In un paio di anni l’azienda conta di raggiungere i 400 GB nei dischi per desktop e i 200 GB in quelli per notebook. Ma il vero obiettivo è il mercato della miniaturizzazione dei server.
Come i suoi concorrenti, anche Ibm sta lavorando intensamente per riuscire a raggiungere capacità da
primato nei propri hard disk. L’ultima novità a riguardo è l’intenzione di inserire nei dischi la tecnologia “pixie dust” il che
consentirebbe di portare in un paio di anni la densità di dati per pollice
quadrato a 100 Gbit, ossia di ottenere hard disk da 400 GB per i desktop, da 200
GB per i portatili e Microdrive da 6 GB.
“Pixie dust”, lo ricordiamo, è il modo in cui in Ibm è familiarmente chiamata
quella tecnologia il cui nome tecnico è media ad accoppiamento
antiferromagnetico e che si basa sulla deposizione di un sottilissimo strato di
rutenio sui dischi all’interno dell’hard disk, nelle zone in cui sono
memorizzati i dati. Questa tecnica consente di aumentare la densità delle
informazioni e quindi aumentare la capacità nel suo complesso. Quella di “Pixie
dust” segue all’introduzione di altre tecnologie sui dischi fissi e cioè la
protezione agli urti e la riduzione del rumore.

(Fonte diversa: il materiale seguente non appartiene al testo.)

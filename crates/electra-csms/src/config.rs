use std::collections::HashSet;
use std::path::{Path, PathBuf};
use std::time::Duration;

use csms_core::{ChargingGroup, PowerProfile, SessionStore, Station};
use csms_engine::{AllocationConfig, EngineConfig, ProtocolConfig, RetryPolicy, SchedulerConfig};
use serde::{Deserialize, Serialize};
use thiserror::Error;

#[derive(Error, Debug)]
pub enum ConfigError {
    #[error("Failed to read config file '{path}': {source}")]
    Io {
        path: PathBuf,
        source: std::io::Error,
    },
    #[error("Failed to parse config file '{path}': {source}")]
    Parse {
        path: PathBuf,
        source: serde_json::Error,
    },
    #[error("Station {0} is declared twice")]
    DuplicateStation(String),
    #[error("Group {0} is declared twice")]
    DuplicateGroup(uuid::Uuid),
    #[error("Station {station_id} belongs to unknown group {group_id}")]
    UnknownGroup {
        station_id: String,
        group_id: uuid::Uuid,
    },
    #[error("Station {station_id} has an invalid connector {idx}: {reason}")]
    InvalidConnector {
        station_id: String,
        idx: u32,
        reason: &'static str,
    },
    #[error("Profile {0} must target exactly one known station or group")]
    ProfileTarget(uuid::Uuid),
    #[error("Retry policy '{0}' needs at least one attempt")]
    NoAttempts(&'static str),
    #[error("Pass timeout of {pass_timeout_ms} ms is shorter than the {budget_ms} ms a delivery may take")]
    PassTimeoutTooShort { pass_timeout_ms: u64, budget_ms: u64 },
}

/// The whole configuration file of the management system
#[derive(Debug, Clone, Default, Serialize, Deserialize, PartialEq)]
#[serde(rename_all = "camelCase", default)]
pub struct CsmsConfig {
    pub server: ServerConfig,
    pub protocol: ProtocolSection,
    pub scheduler: SchedulerSection,
    pub allocation: AllocationSection,
    pub delivery: RetrySection,
    pub publisher: RetrySection,
    pub stations: Vec<Station>,
    pub groups: Vec<ChargingGroup>,
    pub profiles: Vec<PowerProfile>,
}

#[derive(Debug, Clone, Serialize, Deserialize, PartialEq)]
#[serde(rename_all = "camelCase", default)]
pub struct ServerConfig {
    pub bind: String,
    pub port: u16,
}

impl Default for ServerConfig {
    fn default() -> Self {
        ServerConfig {
            bind: "0.0.0.0".into(),
            port: 3000,
        }
    }
}

/// Durations in this and the following sections are milliseconds.
#[derive(Debug, Clone, Serialize, Deserialize, PartialEq)]
#[serde(rename_all = "camelCase", default)]
pub struct ProtocolSection {
    pub heartbeat_interval_ms: u64,
    pub heartbeat_timeout_ms: u64,
    pub call_timeout_ms: u64,
    pub lock_timeout_ms: u64,
}

impl Default for ProtocolSection {
    fn default() -> Self {
        let defaults = ProtocolConfig::default();
        ProtocolSection {
            heartbeat_interval_ms: millis(defaults.heartbeat_interval),
            heartbeat_timeout_ms: millis(defaults.heartbeat_timeout),
            call_timeout_ms: millis(defaults.call_timeout),
            lock_timeout_ms: millis(defaults.lock_timeout),
        }
    }
}

#[derive(Debug, Clone, Serialize, Deserialize, PartialEq)]
#[serde(rename_all = "camelCase", default)]
pub struct SchedulerSection {
    pub interval_ms: u64,
    pub debounce_ms: u64,
    pub pass_timeout_ms: u64,
}

impl Default for SchedulerSection {
    fn default() -> Self {
        let defaults = SchedulerConfig::default();
        SchedulerSection {
            interval_ms: millis(defaults.interval),
            debounce_ms: millis(defaults.debounce),
            pass_timeout_ms: millis(defaults.pass_timeout),
        }
    }
}

#[derive(Debug, Clone, Serialize, Deserialize, PartialEq)]
#[serde(rename_all = "camelCase", default)]
pub struct AllocationSection {
    /// Minimum change in watts before a new limit is sent.
    pub epsilon: u32,
}

impl Default for AllocationSection {
    fn default() -> Self {
        AllocationSection {
            epsilon: AllocationConfig::default().epsilon,
        }
    }
}

#[derive(Debug, Clone, Serialize, Deserialize, PartialEq)]
#[serde(rename_all = "camelCase", default)]
pub struct RetrySection {
    pub max_attempts: u32,
    pub initial_backoff_ms: u64,
    pub max_backoff_ms: u64,
}

impl Default for RetrySection {
    fn default() -> Self {
        let defaults = RetryPolicy::default();
        RetrySection {
            max_attempts: defaults.max_attempts,
            initial_backoff_ms: millis(defaults.initial_backoff),
            max_backoff_ms: millis(defaults.max_backoff),
        }
    }
}

impl RetrySection {
    fn policy(&self) -> RetryPolicy {
        RetryPolicy {
            max_attempts: self.max_attempts,
            initial_backoff: Duration::from_millis(self.initial_backoff_ms),
            max_backoff: Duration::from_millis(self.max_backoff_ms),
        }
    }
}

fn millis(duration: Duration) -> u64 {
    u64::try_from(duration.as_millis()).unwrap_or(u64::MAX)
}

impl CsmsConfig {
    /// Read, parse and validate a configuration file.
    pub async fn load(path: &Path) -> Result<Self, ConfigError> {
        let content = tokio::fs::read_to_string(path)
            .await
            .map_err(|source| ConfigError::Io {
                path: path.to_path_buf(),
                source,
            })?;
        let config: CsmsConfig =
            serde_json::from_str(&content).map_err(|source| ConfigError::Parse {
                path: path.to_path_buf(),
                source,
            })?;
        config.validate()?;
        Ok(config)
    }

    pub fn validate(&self) -> Result<(), ConfigError> {
        let mut groups = HashSet::new();
        for group in &self.groups {
            if !groups.insert(group.id) {
                return Err(ConfigError::DuplicateGroup(group.id));
            }
        }

        let mut stations = HashSet::new();
        for station in &self.stations {
            if !stations.insert(station.station_id.as_str()) {
                return Err(ConfigError::DuplicateStation(station.station_id.clone()));
            }
            if let Some(group_id) = station.group_id.filter(|id| !groups.contains(id)) {
                return Err(ConfigError::UnknownGroup {
                    station_id: station.station_id.clone(),
                    group_id,
                });
            }
            let mut indices = HashSet::new();
            for connector in &station.connectors {
                let reason = if connector.idx == 0 {
                    Some("connector 0 addresses the whole station")
                } else if !indices.insert(connector.idx) {
                    Some("declared twice")
                } else if connector.min_power > connector.max_power {
                    Some("minimum power above maximum power")
                } else {
                    None
                };
                if let Some(reason) = reason {
                    return Err(ConfigError::InvalidConnector {
                        station_id: station.station_id.clone(),
                        idx: connector.idx,
                        reason,
                    });
                }
            }
        }

        for profile in &self.profiles {
            let valid = match (&profile.station_id, profile.group_id) {
                (Some(station_id), None) => stations.contains(station_id.as_str()),
                (None, Some(group_id)) => groups.contains(&group_id),
                _ => false,
            };
            if !valid {
                return Err(ConfigError::ProfileTarget(profile.id));
            }
        }

        for (name, section) in [("delivery", &self.delivery), ("publisher", &self.publisher)] {
            if section.max_attempts == 0 {
                return Err(ConfigError::NoAttempts(name));
            }
        }

        let budget = self.engine_config().delivery_budget();
        if Duration::from_millis(self.scheduler.pass_timeout_ms) < budget {
            return Err(ConfigError::PassTimeoutTooShort {
                pass_timeout_ms: self.scheduler.pass_timeout_ms,
                budget_ms: millis(budget),
            });
        }
        Ok(())
    }

    pub fn engine_config(&self) -> EngineConfig {
        EngineConfig {
            protocol: ProtocolConfig {
                heartbeat_interval: Duration::from_millis(self.protocol.heartbeat_interval_ms),
                heartbeat_timeout: Duration::from_millis(self.protocol.heartbeat_timeout_ms),
                call_timeout: Duration::from_millis(self.protocol.call_timeout_ms),
                lock_timeout: Duration::from_millis(self.protocol.lock_timeout_ms),
            },
            scheduler: SchedulerConfig {
                interval: Duration::from_millis(self.scheduler.interval_ms),
                debounce: Duration::from_millis(self.scheduler.debounce_ms),
                pass_timeout: Duration::from_millis(self.scheduler.pass_timeout_ms),
            },
            allocation: AllocationConfig {
                epsilon: self.allocation.epsilon,
            },
            delivery: self.delivery.policy(),
            publisher: self.publisher.policy(),
        }
    }

    /// Build the session store holding the configured stations, groups and profiles.
    pub fn build_store(&self) -> SessionStore {
        let store = SessionStore::new(Duration::from_millis(self.protocol.lock_timeout_ms));
        for group in &self.groups {
            store.register_group(group.clone());
        }
        for station in &self.stations {
            store.register_station(station.clone());
        }
        for profile in &self.profiles {
            store.register_profile(profile.clone());
        }
        store
    }
}
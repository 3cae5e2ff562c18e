use std::sync::Arc;

use chrono::{DateTime, Utc};

use crate::ocpp::ChargePointErrorCode;
use crate::{
    ChargePointStatus, ChargingSession, ConnectorId, LifecycleEventType, SessionError,
    SessionLifecycleEvent, SessionStatus, SessionStore, StopReason,
};

/// What an accepted transition asks of the rest of the system.
#[derive(Debug, Clone, Default, PartialEq)]
pub struct Effects {
    pub lifecycle: Vec<SessionLifecycleEvent>,
    /// Group whose allocation must be recomputed.
    pub reallocate: Option<uuid::Uuid>,
}

impl Effects {
    fn lifecycle(
        event_type: LifecycleEventType,
        session: &ChargingSession,
        group: Option<uuid::Uuid>,
        at: DateTime<Utc>,
    ) -> Self {
        Effects {
            lifecycle: vec![SessionLifecycleEvent::from_session(event_type, session, at)],
            reallocate: group,
        }
    }
}

#[derive(Debug, Clone, PartialEq)]
pub enum SessionOpen {
    Created(ChargingSession),
    /// The same transaction was already running on this connector.
    Existing(ChargingSession),
}

impl SessionOpen {
    pub fn session(&self) -> &ChargingSession {
        match self {
            SessionOpen::Created(session) | SessionOpen::Existing(session) => session,
        }
    }
}

#[derive(Debug, Clone)]
pub struct StationInfo {
    pub vendor: String,
    pub model: String,
    pub serial_number: Option<String>,
    pub firmware_version: Option<String>,
}

#[derive(Debug, Clone)]
pub struct StartRequest {
    pub connector_idx: u32,
    pub transaction_id: String,
    pub meter_start: u64,
    pub user_tag: Option<String>,
    pub timestamp: DateTime<Utc>,
}

/// Interprets station messages against the session store.
///
/// Every operation either applies completely or leaves the store untouched.
#[derive(Debug, Clone)]
pub struct StateMachine {
    store: Arc<SessionStore>,
}
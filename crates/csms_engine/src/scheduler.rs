//! Allocation scheduler
//!
//! Runs a pass over every active group on a fixed interval and, between
//! ticks, a pass for any group a lifecycle event touched. Triggers for one
//! group arriving within the debounce window share a single pass.

use std::collections::HashMap;
use std::sync::Arc;
use std::sync::atomic::{AtomicBool, Ordering};
use std::time::Duration;

use csms_core::SessionStore;
use futures_util::future::BoxFuture;
use parking_lot::Mutex;
use tokio::sync::mpsc;
use tokio::task::{JoinHandle, JoinSet};
use tokio::time::{Instant, MissedTickBehavior};
use uuid::Uuid;

use crate::allocation::{PassError, PassReport};

#[derive(Debug, Clone, Copy, PartialEq, Eq)]
pub struct SchedulerConfig {
    pub interval: Duration,
    pub debounce: Duration,
    pub pass_timeout: Duration,
}

impl Default for SchedulerConfig {
    fn default() -> Self {
        SchedulerConfig {
            interval: Duration::from_secs(60),
            debounce: Duration::from_millis(500),
            pass_timeout: Duration::from_secs(120),
        }
    }
}

/// One allocation pass over one group.
pub type PassFn =
    Arc<dyn Fn(Uuid) -> BoxFuture<'static, Result<PassReport, PassError>> + Send + Sync>;

/// Asks the scheduler for a pass over a group.
#[derive(Debug, Clone)]
pub struct AllocationTrigger {
    tx: mpsc::UnboundedSender<Uuid>,
}

impl AllocationTrigger {
    /// A trigger whose requests land in the returned receiver.
    #[cfg(test)]
    pub(crate) fn detached() -> (Self, mpsc::UnboundedReceiver<Uuid>) {
        let (tx, rx) = mpsc::unbounded_channel();
        (AllocationTrigger { tx }, rx)
    }

    pub fn trigger(&self, group_id: Uuid) {
        if self.tx.send(group_id).is_err() {
            tracing::warn!(group_id = %group_id, "Scheduler stopped, trigger dropped");
        }
    }
}

#[derive(Default)]
struct GroupState {
    lock: tokio::sync::Mutex<()>,
    /// Set when a pass is requested while one is running.
    rerun: AtomicBool,
}

pub struct Scheduler {
    config: SchedulerConfig,
    store: Arc<SessionStore>,
    pass: PassFn,
    groups: Mutex<HashMap<Uuid, Arc<GroupState>>>,
}

impl Scheduler {
    pub fn spawn(
        config: SchedulerConfig,
        store: Arc<SessionStore>,
        pass: PassFn,
    ) -> (AllocationTrigger, JoinHandle<()>) {
        let (tx, rx) = mpsc::unbounded_channel();
        let scheduler = Arc::new(Scheduler {
            config,
            store,
            pass,
            groups: Mutex::new(HashMap::new()),
        });
        let handle = tokio::spawn(scheduler.run(rx));
        (AllocationTrigger { tx }, handle)
    }

    async fn run(self: Arc<Self>, mut rx: mpsc::UnboundedReceiver<Uuid>) {
        tracing::info!(
            interval = ?self.config.interval,
            debounce = ?self.config.debounce,
            "Allocation scheduler started"
        );
        let mut ticker = tokio::time::interval(self.config.interval);
        ticker.set_missed_tick_behavior(MissedTickBehavior::Skip);
        let mut due: HashMap<Uuid, Instant> = HashMap::new();
        let mut passes = JoinSet::new();

        loop {
            let next_due = due.values().min().copied();
            tokio::select! {
                _ = ticker.tick() => {
                    for group in self.store.groups().into_iter().filter(|g| g.active) {
                        due.remove(&group.id);
                        passes.spawn(self.clone().run_group(group.id));
                    }
                }
                msg = rx.recv() => match msg {
                    Some(group_id) => {
                        due.entry(group_id)
                            .or_insert_with(|| Instant::now() + self.config.debounce);
                    }
                    None => break,
                },
                _ = tokio::time::sleep_until(next_due.unwrap_or_else(Instant::now)), if next_due.is_some() => {
                    let now = Instant::now();
                    let ready: Vec<Uuid> = due
                        .iter()
                        .filter(|(_, at)| **at <= now)
                        .map(|(id, _)| *id)
                        .collect();
                    for group_id in ready {
                        due.remove(&group_id);
                        passes.spawn(self.clone().run_group(group_id));
                    }
                }
                Some(joined) = passes.join_next(), if !passes.is_empty() => {
                    if let Err(err) = joined {
                        tracing::error!(error = %err, "Allocation pass task failed");
                    }
                }
            }
        }

        passes.shutdown().await;
        tracing::info!("Allocation scheduler stopped");
    }

    fn group_state(&self, group_id: Uuid) -> Arc<GroupState> {
        self.groups.lock().entry(group_id).or_default().clone()
    }

    /// Run passes for one group until no further pass was requested. A
    /// request arriving while a pass runs is folded into one follow-up pass.
    async fn run_group(self: Arc<Self>, group_id: Uuid) {
        let state = self.group_state(group_id);
        state.rerun.store(true, Ordering::SeqCst);
        loop {
            let Ok(guard) = state.lock.try_lock() else {
                // The running pass picks up the request
                return;
            };
            if !state.rerun.swap(false, Ordering::SeqCst) {
                return;
            }
            self.run_pass(group_id).await;
            drop(guard);
            if !state.rerun.load(Ordering::SeqCst) {
                return;
            }
        }
    }

    async fn run_pass(&self, group_id: Uuid) {
        let result = tokio::time::timeout(self.config.pass_timeout, (self.pass)(group_id))
            .await
            .unwrap_or(Err(PassError::Timeout { group_id }));
        if let Err(err) = result {
            tracing::error!(
                group_id = %group_id,
                kind = ?err.kind(),
                error = %err,
                "Allocation pass failed, group keeps its previous allocation"
            );
        }
    }
}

Al momento l’obiettivo principale di Ibm non è però l’aumento sfrenato della
capacità sui segmenti desktop e notebook, bensì la possibilità di disporre il
più velocemente possibile di dispositivi in grado di affettare il processo di
miniaturizzazione dei server. È vero, dicono i responsabili dell’azienda, che si
tratta di un settore oggi non molto popolare, ma proprio per questo offre grandi
opportunità di business. Che, ovviamente, Ibm non intende lasciarsi
sfuggire.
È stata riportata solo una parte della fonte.